• [REQUIREMENT]
Where the word "sqlx" shows up in a line below, that line is counted. State how many lines are counted, without any other words.

Records from a data collection
- - -
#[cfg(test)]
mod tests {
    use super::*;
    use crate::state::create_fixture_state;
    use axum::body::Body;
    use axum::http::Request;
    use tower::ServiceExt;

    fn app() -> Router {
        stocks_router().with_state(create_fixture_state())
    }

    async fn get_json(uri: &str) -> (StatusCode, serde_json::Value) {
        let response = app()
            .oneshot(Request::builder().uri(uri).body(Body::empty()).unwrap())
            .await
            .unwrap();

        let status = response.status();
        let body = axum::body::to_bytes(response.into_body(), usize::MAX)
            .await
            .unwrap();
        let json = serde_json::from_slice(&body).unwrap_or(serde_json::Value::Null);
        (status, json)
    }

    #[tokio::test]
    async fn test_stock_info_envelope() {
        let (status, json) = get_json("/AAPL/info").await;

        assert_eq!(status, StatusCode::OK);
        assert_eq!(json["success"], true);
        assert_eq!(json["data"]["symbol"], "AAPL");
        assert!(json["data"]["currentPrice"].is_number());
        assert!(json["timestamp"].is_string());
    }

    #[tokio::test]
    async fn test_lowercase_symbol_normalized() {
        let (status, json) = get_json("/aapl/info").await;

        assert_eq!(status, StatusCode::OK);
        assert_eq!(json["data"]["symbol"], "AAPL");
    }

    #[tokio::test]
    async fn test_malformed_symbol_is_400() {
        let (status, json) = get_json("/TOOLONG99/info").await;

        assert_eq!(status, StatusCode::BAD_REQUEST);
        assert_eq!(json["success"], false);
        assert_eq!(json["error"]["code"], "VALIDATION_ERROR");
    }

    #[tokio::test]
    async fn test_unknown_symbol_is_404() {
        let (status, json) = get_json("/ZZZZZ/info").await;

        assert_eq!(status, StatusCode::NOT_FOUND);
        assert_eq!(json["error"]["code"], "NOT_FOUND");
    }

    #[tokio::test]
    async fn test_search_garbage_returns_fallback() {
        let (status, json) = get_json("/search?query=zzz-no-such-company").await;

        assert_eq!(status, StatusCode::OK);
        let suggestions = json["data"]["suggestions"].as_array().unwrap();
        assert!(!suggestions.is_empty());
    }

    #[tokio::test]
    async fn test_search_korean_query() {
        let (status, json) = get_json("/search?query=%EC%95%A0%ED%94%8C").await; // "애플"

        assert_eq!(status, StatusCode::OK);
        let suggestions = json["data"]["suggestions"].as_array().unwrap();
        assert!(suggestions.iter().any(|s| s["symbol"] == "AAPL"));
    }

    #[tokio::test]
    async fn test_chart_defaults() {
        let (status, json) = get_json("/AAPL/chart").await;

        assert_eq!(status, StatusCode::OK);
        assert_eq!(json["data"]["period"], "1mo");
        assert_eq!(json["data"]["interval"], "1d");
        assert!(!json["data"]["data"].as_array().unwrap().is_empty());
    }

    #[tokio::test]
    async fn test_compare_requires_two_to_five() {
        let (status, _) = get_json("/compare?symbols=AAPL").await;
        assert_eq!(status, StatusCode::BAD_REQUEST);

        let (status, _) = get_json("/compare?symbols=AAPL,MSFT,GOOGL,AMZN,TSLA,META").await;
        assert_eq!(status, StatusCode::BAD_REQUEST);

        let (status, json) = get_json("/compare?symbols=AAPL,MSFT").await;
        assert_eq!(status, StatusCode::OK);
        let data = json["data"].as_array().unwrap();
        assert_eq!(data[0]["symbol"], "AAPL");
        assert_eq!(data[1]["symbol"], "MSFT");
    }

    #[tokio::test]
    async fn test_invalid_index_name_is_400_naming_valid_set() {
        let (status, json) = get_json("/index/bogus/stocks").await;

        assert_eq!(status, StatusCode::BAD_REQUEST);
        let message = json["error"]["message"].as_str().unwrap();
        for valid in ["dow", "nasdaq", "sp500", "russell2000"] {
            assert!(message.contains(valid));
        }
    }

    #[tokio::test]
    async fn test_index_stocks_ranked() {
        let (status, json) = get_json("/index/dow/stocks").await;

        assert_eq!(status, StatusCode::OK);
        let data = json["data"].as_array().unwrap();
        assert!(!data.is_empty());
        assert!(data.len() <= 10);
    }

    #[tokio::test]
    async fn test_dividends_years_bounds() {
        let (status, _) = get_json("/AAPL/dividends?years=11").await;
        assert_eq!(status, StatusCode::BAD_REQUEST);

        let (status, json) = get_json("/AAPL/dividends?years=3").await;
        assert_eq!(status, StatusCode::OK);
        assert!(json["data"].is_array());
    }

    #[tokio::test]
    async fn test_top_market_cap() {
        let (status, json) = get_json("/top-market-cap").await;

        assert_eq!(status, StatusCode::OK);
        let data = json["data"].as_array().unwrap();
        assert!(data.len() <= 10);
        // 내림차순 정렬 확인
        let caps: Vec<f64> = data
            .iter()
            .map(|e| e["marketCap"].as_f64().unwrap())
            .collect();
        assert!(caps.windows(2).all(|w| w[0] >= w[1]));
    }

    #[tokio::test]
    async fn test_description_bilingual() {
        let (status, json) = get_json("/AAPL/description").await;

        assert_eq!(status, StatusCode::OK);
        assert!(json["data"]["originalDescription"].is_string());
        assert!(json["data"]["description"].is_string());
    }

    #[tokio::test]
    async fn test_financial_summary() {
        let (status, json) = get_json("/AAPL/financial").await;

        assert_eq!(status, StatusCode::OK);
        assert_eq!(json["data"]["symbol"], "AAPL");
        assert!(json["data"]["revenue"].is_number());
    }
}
- - -
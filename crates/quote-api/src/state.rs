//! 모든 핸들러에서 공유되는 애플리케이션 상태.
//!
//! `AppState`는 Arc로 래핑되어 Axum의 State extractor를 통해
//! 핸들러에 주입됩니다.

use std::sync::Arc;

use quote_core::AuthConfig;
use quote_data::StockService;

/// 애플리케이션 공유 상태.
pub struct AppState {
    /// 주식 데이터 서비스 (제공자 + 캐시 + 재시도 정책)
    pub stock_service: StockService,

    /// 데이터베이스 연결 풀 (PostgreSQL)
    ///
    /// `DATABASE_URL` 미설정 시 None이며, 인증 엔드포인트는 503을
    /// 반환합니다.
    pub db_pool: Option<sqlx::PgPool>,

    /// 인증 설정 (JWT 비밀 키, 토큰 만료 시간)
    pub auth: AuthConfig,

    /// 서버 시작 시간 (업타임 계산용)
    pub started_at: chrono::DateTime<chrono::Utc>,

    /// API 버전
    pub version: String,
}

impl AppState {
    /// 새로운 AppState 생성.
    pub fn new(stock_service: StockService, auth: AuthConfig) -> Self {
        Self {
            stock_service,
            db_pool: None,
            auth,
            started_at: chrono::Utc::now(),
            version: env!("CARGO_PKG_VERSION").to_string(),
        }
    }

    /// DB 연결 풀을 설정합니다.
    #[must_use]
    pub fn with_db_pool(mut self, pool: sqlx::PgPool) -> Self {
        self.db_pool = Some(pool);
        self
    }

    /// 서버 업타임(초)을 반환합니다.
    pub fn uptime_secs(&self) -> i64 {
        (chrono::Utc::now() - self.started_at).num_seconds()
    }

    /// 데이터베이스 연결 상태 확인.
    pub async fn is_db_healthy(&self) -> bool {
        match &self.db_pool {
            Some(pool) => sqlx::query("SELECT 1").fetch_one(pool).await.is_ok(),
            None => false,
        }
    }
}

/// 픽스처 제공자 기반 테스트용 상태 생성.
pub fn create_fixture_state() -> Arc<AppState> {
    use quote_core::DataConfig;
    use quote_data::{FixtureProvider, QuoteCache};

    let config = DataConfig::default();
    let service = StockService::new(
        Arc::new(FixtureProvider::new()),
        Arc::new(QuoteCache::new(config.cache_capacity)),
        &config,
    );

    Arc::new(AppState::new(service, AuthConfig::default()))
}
- - -
• [ANSWER TO THE EXERCISE]
3